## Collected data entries

//! Language tags and the two language heuristics.
//!
//! The free-text heuristic runs on OCR output before extraction and decides
//! which language the form was *filled in*. The record heuristic runs on a
//! structured record and decides which *key set* it uses. The two never share
//! logic: a Hebrew-keyed record may well hold English values.

use crate::record::Record;
use once_cell::sync::Lazy;
use regex::Regex;
use serde::{Deserialize, Serialize};

/// Supported form languages.
#[derive(Debug, Clone, Copy, Default, PartialEq, Eq, Hash, Serialize, Deserialize)]
pub enum Language {
    #[default]
    #[serde(rename = "en")]
    English,
    #[serde(rename = "he")]
    Hebrew,
}

impl Language {
    /// All languages with a bundled template.
    pub const ALL: [Self; 2] = [Self::English, Self::Hebrew];

    /// Short tag used in file names and configuration (`en` / `he`).
    #[inline]
    #[must_use]
    pub const fn tag(self) -> &'static str {
        match self {
            Self::English => "en",
            Self::Hebrew => "he",
        }
    }

    /// Human-readable name in the language itself.
    #[inline]
    #[must_use]
    pub const fn display_name(self) -> &'static str {
        match self {
            Self::English => "English",
            Self::Hebrew => "עברית",
        }
    }
}

impl std::fmt::Display for Language {
    #[inline]
    fn fmt(&self, f: &mut std::fmt::Formatter<'_>) -> std::fmt::Result {
        f.write_str(self.tag())
    }
}

impl std::str::FromStr for Language {
    type Err = String;

    fn from_str(s: &str) -> Result<Self, Self::Err> {
        match s.trim().to_lowercase().as_str() {
            "en" | "english" => Ok(Self::English),
            "he" | "hebrew" => Ok(Self::Hebrew),
            _ => Err(format!("unknown language: '{s}' (expected: en, he)")),
        }
    }
}

/// Scaffolding words our own OCR text layout inserts (section headers and
/// checkbox state markers). Matched case-sensitively.
const OCR_SCAFFOLDING_WORDS: [&str; 7] = [
    "Key",
    "Value",
    "Pairs",
    "selected",
    "unselected",
    "Raw",
    "Lines",
];

/// Canonical top-level keys of the Hebrew template.
const HEBREW_MARKER_KEYS: [&str; 4] = ["שם משפחה", "שם פרטי", "מספר זהות", "מין"];

/// Canonical top-level keys of the English template.
const ENGLISH_MARKER_KEYS: [&str; 4] = ["firstName", "lastName", "idNumber", "gender"];

// Whole words made only of Latin letters; \b is Unicode-aware, so a Latin
// run glued to digits or Hebrew letters is not a word.
static LATIN_WORD: Lazy<Regex> =
    Lazy::new(|| Regex::new(r"\b[a-zA-Z]{2,}\b").expect("Invalid Latin word regex"));

/// Count Latin words of length >= 2 that are not OCR scaffolding.
#[must_use]
pub fn meaningful_latin_words(text: &str) -> usize {
    LATIN_WORD
        .find_iter(text)
        .filter(|m| !OCR_SCAFFOLDING_WORDS.contains(&m.as_str()))
        .count()
}

/// Count characters in the Hebrew Unicode block (U+0590..=U+05FF).
#[must_use]
pub fn hebrew_char_count(text: &str) -> usize {
    text.chars()
        .filter(|c| ('\u{0590}'..='\u{05FF}').contains(c))
        .count()
}

/// Decide which language a form was filled in, from its OCR text.
///
/// Any meaningful Latin word means English: a form completed in English still
/// carries Hebrew static labels, while a Hebrew-filled form rarely carries
/// Latin words. With neither signal the result is English.
#[must_use]
pub fn detect_text_language(text: &str) -> Language {
    let latin = meaningful_latin_words(text);
    if latin > 0 {
        log::debug!("Detected English from {latin} meaningful Latin words");
        return Language::English;
    }
    let hebrew = hebrew_char_count(text);
    if hebrew > 0 {
        log::debug!("Detected Hebrew from {hebrew} Hebrew characters");
        Language::Hebrew
    } else {
        log::debug!("No language signal in OCR text, defaulting to English");
        Language::English
    }
}

/// Decide which template key set a record uses, from its top-level keys.
///
/// Hebrew needs a strict majority of marker-key matches; ties go to English.
#[must_use]
pub fn detect_record_language(record: &Record) -> Language {
    let hebrew = HEBREW_MARKER_KEYS
        .iter()
        .filter(|key| record.contains_key(key))
        .count();
    let english = ENGLISH_MARKER_KEYS
        .iter()
        .filter(|key| record.contains_key(key))
        .count();

    if hebrew > english {
        Language::Hebrew
    } else {
        Language::English
    }
}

## Problem
The expected response is the full data, reproduced exactly.

## Finished exercise
//! Language tags and the two language heuristics.
//!
//! The free-text heuristic runs on OCR output before extraction and decides
//! which language the form was *filled in*. The record heuristic runs on a
//! structured record and decides which *key set* it uses. The two never share
//! logic: a Hebrew-keyed record may well hold English values.

use crate::record::Record;
use once_cell::sync::Lazy;
use regex::Regex;
use serde::{Deserialize, Serialize};

/// Supported form languages.
#[derive(Debug, Clone, Copy, Default, PartialEq, Eq, Hash, Serialize, Deserialize)]
pub enum Language {
    #[default]
    #[serde(rename = "en")]
    English,
    #[serde(rename = "he")]
    Hebrew,
}

impl Language {
    /// All languages with a bundled template.
    pub const ALL: [Self; 2] = [Self::English, Self::Hebrew];

    /// Short tag used in file names and configuration (`en` / `he`).
    #[inline]
    #[must_use]
    pub const fn tag(self) -> &'static str {
        match self {
            Self::English => "en",
            Self::Hebrew => "he",
        }
    }

    /// Human-readable name in the language itself.
    #[inline]
    #[must_use]
    pub const fn display_name(self) -> &'static str {
        match self {
            Self::English => "English",
            Self::Hebrew => "עברית",
        }
    }
}

impl std::fmt::Display for Language {
    #[inline]
    fn fmt(&self, f: &mut std::fmt::Formatter<'_>) -> std::fmt::Result {
        f.write_str(self.tag())
    }
}

impl std::str::FromStr for Language {
    type Err = String;

    fn from_str(s: &str) -> Result<Self, Self::Err> {
        match s.trim().to_lowercase().as_str() {
            "en" | "english" => Ok(Self::English),
            "he" | "hebrew" => Ok(Self::Hebrew),
            _ => Err(format!("unknown language: '{s}' (expected: en, he)")),
        }
    }
}

/// Scaffolding words our own OCR text layout inserts (section headers and
/// checkbox state markers). Matched case-sensitively.
const OCR_SCAFFOLDING_WORDS: [&str; 7] = [
    "Key",
    "Value",
    "Pairs",
    "selected",
    "unselected",
    "Raw",
    "Lines",
];

/// Canonical top-level keys of the Hebrew template.
const HEBREW_MARKER_KEYS: [&str; 4] = ["שם משפחה", "שם פרטי", "מספר זהות", "מין"];

/// Canonical top-level keys of the English template.
const ENGLISH_MARKER_KEYS: [&str; 4] = ["firstName", "lastName", "idNumber", "gender"];

// Whole words made only of Latin letters; \b is Unicode-aware, so a Latin
// run glued to digits or Hebrew letters is not a word.
static LATIN_WORD: Lazy<Regex> =
    Lazy::new(|| Regex::new(r"\b[a-zA-Z]{2,}\b").expect("Invalid Latin word regex"));

/// Count Latin words of length >= 2 that are not OCR scaffolding.
#[must_use]
pub fn meaningful_latin_words(text: &str) -> usize {
    LATIN_WORD
        .find_iter(text)
        .filter(|m| !OCR_SCAFFOLDING_WORDS.contains(&m.as_str()))
        .count()
}

/// Count characters in the Hebrew Unicode block (U+0590..=U+05FF).
#[must_use]
pub fn hebrew_char_count(text: &str) -> usize {
    text.chars()
        .filter(|c| ('\u{0590}'..='\u{05FF}').contains(c))
        .count()
}

/// Decide which language a form was filled in, from its OCR text.
///
/// Any meaningful Latin word means English: a form completed in English still
/// carries Hebrew static labels, while a Hebrew-filled form rarely carries
/// Latin words. With neither signal the result is English.
#[must_use]
pub fn detect_text_language(text: &str) -> Language {
    let latin = meaningful_latin_words(text);
    if latin > 0 {
        log::debug!("Detected English from {latin} meaningful Latin words");
        return Language::English;
    }
    let hebrew = hebrew_char_count(text);
    if hebrew > 0 {
        log::debug!("Detected Hebrew from {hebrew} Hebrew characters");
        Language::Hebrew
    } else {
        log::debug!("No language signal in OCR text, defaulting to English");
        Language::English
    }
}

/// Decide which template key set a record uses, from its top-level keys.
///
/// Hebrew needs a strict majority of marker-key matches; ties go to English.
#[must_use]
pub fn detect_record_language(record: &Record) -> Language {
    let hebrew = HEBREW_MARKER_KEYS
        .iter()
        .filter(|key| record.contains_key(key))
        .count();
    let english = ENGLISH_MARKER_KEYS
        .iter()
        .filter(|key| record.contains_key(key))
        .count();

    if hebrew > english {
        Language::Hebrew
    } else {
        Language::English
    }
}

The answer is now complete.